Thursday, December 03, 2009

I thought about Mary today as I drove home from work, studying the sky in its darkening wintry splendor. I tried to imagine her, fully pregnant, her hand across her stomach as she went about her daily work, washing clothes in cold water, tending animals, feeding her husband and herself. I thought about the bleak world she lived in, without redemption, without hope, without Christmas or even the man of Jesus to lean so heavily on. He had yet to be born. Yet He was within her.
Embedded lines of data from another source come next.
//! Cluster domain types: enums, structs, and configuration.
//!
//! These types define the internal cluster protocol's data model. They are
//! separate from the client-facing types in `topgun_core::messages::cluster`
//! and use Rust-idiomatic naming conventions.

use serde::{Deserialize, Serialize};

// ---------------------------------------------------------------------------
// Enums
// ---------------------------------------------------------------------------

/// Internal cluster FSM state for a node.
///
/// This exists alongside `NodeStatus` in core-rust (`topgun_core::messages::cluster`)
/// because they serve different purposes:
/// - `NodeStatus` is the **client-facing** wire type with SCREAMING_CASE variants
///   (ACTIVE, JOINING, LEAVING, SUSPECTED, FAILED) to match the TypeScript SDK.
/// - `NodeState` is the **internal cluster** FSM state with Rust-idiomatic naming
///   and two additional lifecycle variants (`Dead`, `Removed`) that clients never see.
#[derive(Debug, Clone, Copy, PartialEq, Eq, Hash, Serialize, Deserialize)]
#[serde(rename_all = "camelCase")]
pub enum NodeState {
    Joining,
    Active,
    Suspect,
    Leaving,
    Dead,
    Removed,
}

/// State of a partition on a specific node.
#[derive(Debug, Clone, Copy, PartialEq, Eq, Hash, Serialize, Deserialize)]
#[serde(rename_all = "camelCase")]
pub enum PartitionState {
    Unassigned,
    Active,
    Migrating,
    Receiving,
    Draining,
    Lost,
}

/// Phase of an active migration.
#[derive(Debug, Clone, Copy, PartialEq, Eq, Hash, Serialize, Deserialize)]
#[serde(rename_all = "camelCase")]
pub enum MigrationPhase {
    Replicating,
    Ready,
    Finalizing,
    Failed,
}

/// Per-node, per-partition replica lifecycle.
///
/// Distinct from [`PartitionState`]: `PartitionState` is cluster-wide assignment
/// bookkeeping in [`PartitionMeta`] (one value per partition), while
/// `PartitionLifecycle` is the local replica's own FSM during rebalance, tracked
/// per `(partition_id, node_id)` pair by `cluster::partition_fsm::PartitionFsm`.
#[derive(Debug, Clone, Copy, PartialEq, Eq, Hash, Serialize, Deserialize)]
#[serde(rename_all = "camelCase")]
pub enum PartitionLifecycle {
    /// This node owns the replica and serves reads/writes for it.
    Owning,
    /// This node is receiving the replica from another node (destination side).
    Renting,
    /// A batch transfer of this replica is in flight (either direction).
    Moving,
    /// The replica has been evicted from this node after a completed migration.
    Evicted,
}

// ---------------------------------------------------------------------------
// Structs
// ---------------------------------------------------------------------------

/// Information about a single cluster member.
#[derive(Debug, Clone, PartialEq, Serialize, Deserialize)]
#[serde(rename_all = "camelCase")]
pub struct MemberInfo {
    pub node_id: String,
    pub host: String,
    pub client_port: u16,
    pub cluster_port: u16,
    pub state: NodeState,
    pub join_version: u64,
}

/// Versioned snapshot of cluster membership.
///
/// Contains all known members and a monotonically increasing version number
/// that advances on every membership change.
#[derive(Debug, Clone, PartialEq, Serialize, Deserialize)]
#[serde(rename_all = "camelCase")]
pub struct MembersView {
    pub version: u64,
    pub members: Vec<MemberInfo>,
}

impl MembersView {
    /// Returns the current master: the Active member with the lowest `join_version`.
    /// Ties are broken by lexicographic `node_id`. Returns `None` for empty views
    /// or views with no Active members.
    pub fn master(&self) -> Option<&MemberInfo> {
        self.members
            .iter()
            .filter(|m| m.state == NodeState::Active)
            .min_by(|a, b| {
                a.join_version
                    .cmp(&b.join_version)
                    .then_with(|| a.node_id.cmp(&b.node_id))
            })
    }

    /// Returns `true` only if the given `node_id` matches the computed master.
    pub fn is_master(&self, node_id: &str) -> bool {
        self.master()
            .map_or(false, |master| master.node_id == node_id)
    }

    /// Returns all members with `state == NodeState::Active`.
    pub fn active_members(&self) -> Vec<&MemberInfo> {
        self.members
            .iter()
            .filter(|m| m.state == NodeState::Active)
            .collect()
    }

    /// Finds a member by `node_id`.
    pub fn get_member(&self, node_id: &str) -> Option<&MemberInfo> {
        self.members.iter().find(|m| m.node_id == node_id)
    }
}

/// Metadata for a single partition.
#[derive(Debug, Clone, PartialEq, Serialize, Deserialize)]
#[serde(rename_all = "camelCase")]
pub struct PartitionMeta {
    pub partition_id: u32,
    pub owner: String,
    pub backups: Vec<String>,
    pub state: PartitionState,
    pub version: u32,
}

/// Target assignment for a partition (output of the assignment algorithm).
#[derive(Debug, Clone, PartialEq, Serialize, Deserialize)]
#[serde(rename_all = "camelCase")]
pub struct PartitionAssignment {
    pub partition_id: u32,
    pub owner: String,
    pub backups: Vec<String>,
}

/// A single partition migration to execute.
#[derive(Debug, Clone, PartialEq, Serialize, Deserialize)]
#[serde(rename_all = "camelCase")]
pub struct MigrationTask {
    pub partition_id: u32,
    pub source: String,
    pub destination: String,
    pub new_backups: Vec<String>,
}

/// Tracking state for an in-progress migration.
#[derive(Debug, Clone, PartialEq, Serialize, Deserialize)]
#[serde(rename_all = "camelCase")]
pub struct ActiveMigration {
    pub migration_id: String,
    pub partition_id: u32,
    pub source: String,
    pub destination: String,
    pub state: MigrationPhase,
    pub started_at_ms: u64,
}

/// Summary of cluster health for diagnostics.
#[derive(Debug, Clone, Default, PartialEq, Serialize, Deserialize)]
#[serde(rename_all = "camelCase")]
pub struct ClusterHealth {
    pub node_count: usize,
    pub active_nodes: usize,
    pub suspect_nodes: usize,
    pub partition_table_version: u64,
    pub active_migrations: usize,
    pub is_master: bool,
    #[serde(skip_serializing_if = "Option::is_none", default)]
    pub master_node_id: Option<String>,
}

/// Configuration for cluster behavior.
#[derive(Debug, Clone, Serialize, Deserialize)]
#[serde(rename_all = "camelCase")]
pub struct ClusterConfig {
    pub cluster_id: String,
    pub seed_addresses: Vec<String>,
    pub heartbeat_interval_ms: u64,
    pub phi_threshold: f64,
    pub max_sample_size: usize,
    pub min_std_dev_ms: u64,
    pub max_no_heartbeat_ms: u64,
    pub suspicion_timeout_ms: u64,
    pub backup_count: u32,
    pub max_parallel_migrations: u32,
    pub split_brain_check_interval_ms: u64,
}

impl Default for ClusterConfig {
    fn default() -> Self {
        Self {
            cluster_id: String::new(),
            seed_addresses: Vec::new(),
            heartbeat_interval_ms: 1000,
            phi_threshold: 8.0,
            max_sample_size: 200,
            min_std_dev_ms: 100,
            max_no_heartbeat_ms: 5000,
            suspicion_timeout_ms: 10_000,
            backup_count: 1,
            max_parallel_migrations: 2,
            split_brain_check_interval_ms: 30_000,
        }
    }
}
I can't imagine a life without Him in it, without His history or my future with Him, without His voice or His mere comforting presence. I don't want to live in this world without Him, yet that's exactly what she did. I wonder when it hit her that her son was the Messiah. Was it when Gabriel visited her? When the Holy Spirit came upon her? When John leapt in his mother's womb because he could feel the Son of God? Surely her labor was as real as anyone's...without an epidural. Without a breathing coach. Just her. Laboring in pain. Feeling the weight of sin as she birthed that precious human being, that baby who would be King.

I've been considering the majesty of this season, as I do every year when Christmas nears. There is so much weight placed on the "magic" of the holidays and I feel it too...it seems as if everyone is experiencing it- an ephemeral comfort that always leads to the feeling of eternal emptiness. Maybe that's why all the fantastical movies open around the holidays. They provide just enough reprieve from our mundane and very real lives, give us a glimpse of an imaginative world of possibility like in Harry Potter, Twilight, Narnia, The Golden Compass, Lord of the Rings, Avatar etc., then they whisper in our hopeful ear, "Suspend your disbelief..." and promise that for two hours, we will be whisked away on an unforgettable adventure. Even Santa Clause promises something exciting beyond the realm of oxygen...

But what happens to me in the real moments, in the true life moments when the dead-weight of gravity grounds me more than I'd like, is an impossible need for hope for a life that is beyond this one- a life that so far outshines this place that I'll never want to return to this earth. I think about that night in Bethlehem that must have felt so heavy and long and hopeless. Dark and freezing, dirty and disgraceful and as far from "home" as one can feel. And in the midst of a tired era, in the midst of the most impossible situation and against all odds and science and belief, there was a baby born. A baby Whose very Name gives me chills when it is spoken. A baby to whom every knee shall bow and every tongue confess His Lordship. A baby who is named Mighty Counselor, Wonderful, Savior of His people, the Consolation of Israel. And in that moment the angels sang and Christmas was birthed. Behold, here is your King, here is your Love. Here is your Savior. Come and adore Him. Eternity is yours. The impossible is yours. Reconciliation has come. Freedom has come. Christ Jesus the Everlasting, the Messiah, has come. Fall on your knees.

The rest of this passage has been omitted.